My Mother-in-law always had a full house for Thanksgiving. She was wonderful cook and hostess. She had the amazing ability of finding those who needed a place to go. We were a little worried that there may be a house full for Thanksgiving 2001, but she only invited three of her lady friends. And for some reason that I can’t really even articulate they reminded me of the three fairies in Sleeping Beauty –Flora, Fauna and Merryweahter. 

The girls and I had set the dining room table earlier in the day. Appetizers were arranged on the coffee table. Beverage offerings were in the kitchen. As my mother-in-law prepared the last bits of food for the meal, Emily, Meghan and I made polite conversation with her friends. Eventually one of the women, who I had the impression had been named the spokesperson, offered words of condolence and the elephant in the room was now named and was no longer lurking about. Thank you, Jesus

As Christmas 2001 approached the question asked by many was “so what are you doing about Christmas?” What??  At first, I thought people were asking “what was I doing for Christmas?” but then I realized they were asking “are you celebrating Christmas?” My reply was “No matter what Jesus was born and that is always worth celebrating.” 

What I learned about tricky days is if possible hold onto traditions, they may give you solid ground at a wobbly time. Also name the elephant in the room – loss, anger, disappointment, etc. Naming it seems to let everyone breath. Have a plan. It won’t be plan A but plan B or C could surprise you with moments of laughter and/or peace. Let’s not forget that these are extraordinary times. We have never done a pandemic before so except for staying home there is no right way to do it. So my advise would be just do it.

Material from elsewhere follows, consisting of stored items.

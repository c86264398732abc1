//! Evaluation questionnaire answers and the semantic categories they feed.

use serde::{Deserialize, Serialize};
use uuid::Uuid;

/// A completed evaluation as supplied by the evaluation store.
#[derive(Debug, Clone, Default, Serialize, Deserialize, PartialEq)]
pub struct Evaluation {
    #[serde(default)]
    pub id: Option<Uuid>,
    #[serde(default)]
    pub responses: Vec<EvaluationAnswer>,
}

/// One question/answer record of an evaluation.
#[derive(Debug, Clone, Default, Serialize, Deserialize, PartialEq)]
pub struct EvaluationAnswer {
    pub question_text: String,
    #[serde(default)]
    pub boolean_value: Option<bool>,
    #[serde(default)]
    pub text_value: Option<String>,
    #[serde(default)]
    pub numeric_value: Option<f64>,
}

impl EvaluationAnswer {
    /// Yes/no answer, the only kind that carries scoring signal.
    pub fn boolean(question_text: impl Into<String>, value: bool) -> Self {
        Self {
            question_text: question_text.into(),
            boolean_value: Some(value),
            ..Self::default()
        }
    }

    /// Evidence citation: the quoted question and its yes/no value.
    pub fn citation(&self) -> String {
        let value = match self.boolean_value {
            Some(true) => "Oui",
            Some(false) => "Non",
            None => "sans réponse",
        };
        format!("« {} » → {}", self.question_text, value)
    }
}

/// Fixed semantic buckets used to classify questionnaire answers.
#[derive(Debug, Clone, Copy, PartialEq, Eq, PartialOrd, Ord, Hash, Serialize, Deserialize)]
#[serde(rename_all = "snake_case")]
pub enum Category {
    Access,
    Perimeter,
    Surveillance,
    Lighting,
    Training,
    Procedures,
    Incidents,
    Infrastructure,
}

impl Category {
    pub const ALL: [Category; 8] = [
        Category::Access,
        Category::Perimeter,
        Category::Surveillance,
        Category::Lighting,
        Category::Training,
        Category::Procedures,
        Category::Incidents,
        Category::Infrastructure,
    ];

    /// Display label used in generated French narratives.
    pub fn label(&self) -> &'static str {
        match self {
            Self::Access => "contrôle d'accès",
            Self::Perimeter => "protection périmétrique",
            Self::Surveillance => "surveillance",
            Self::Lighting => "éclairage",
            Self::Training => "formation du personnel",
            Self::Procedures => "procédures de sécurité",
            Self::Incidents => "historique des incidents",
            Self::Infrastructure => "infrastructure",
        }
    }
}

/// Ternary banding of the share of unfavourable answers.
#[derive(Debug, Clone, Copy, PartialEq, Eq, Serialize, Deserialize)]
#[serde(rename_all = "snake_case")]
pub enum SecurityLevel {
    Low,
    Medium,
    High,
}

impl SecurityLevel {
    /// Band the negative/total ratio: >0.6 low, >0.3 medium, else high.
    pub fn from_counts(negative: usize, total: usize) -> Self {
        let ratio = if total == 0 {
            0.0
        } else {
            negative as f64 / total as f64
        };

        if ratio > 0.6 {
            Self::Low
        } else if ratio > 0.3 {
            Self::Medium
        } else {
            Self::High
        }
    }

    pub fn label(&self) -> &'static str {
        match self {
            Self::Low => "faible",
            Self::Medium => "moyen",
            Self::High => "élevé",
        }
    }
}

“for I have learned to be content whatever the circumstances. I know what it is to be in need, and I know what it is to have plenty. I have learned the secret of being content in any and every situation, whether well fed or hungry, whether living in plenty or in want. I can do all this through him who gives me strength.” Philippians 4:11b-14 NIV

On another note: my heart aches for the young people that will miss so many rites of passage – prom, graduation, etc. My hope is those occasions can still be celebrated in a meaningful way. The students accomplishment can be acknowledged and they can be given a special day even though it won’t look like they thought it would look. I pray the students can acknowledge what was lost but can rejoice in their accomplishments and look forward with hope to the future.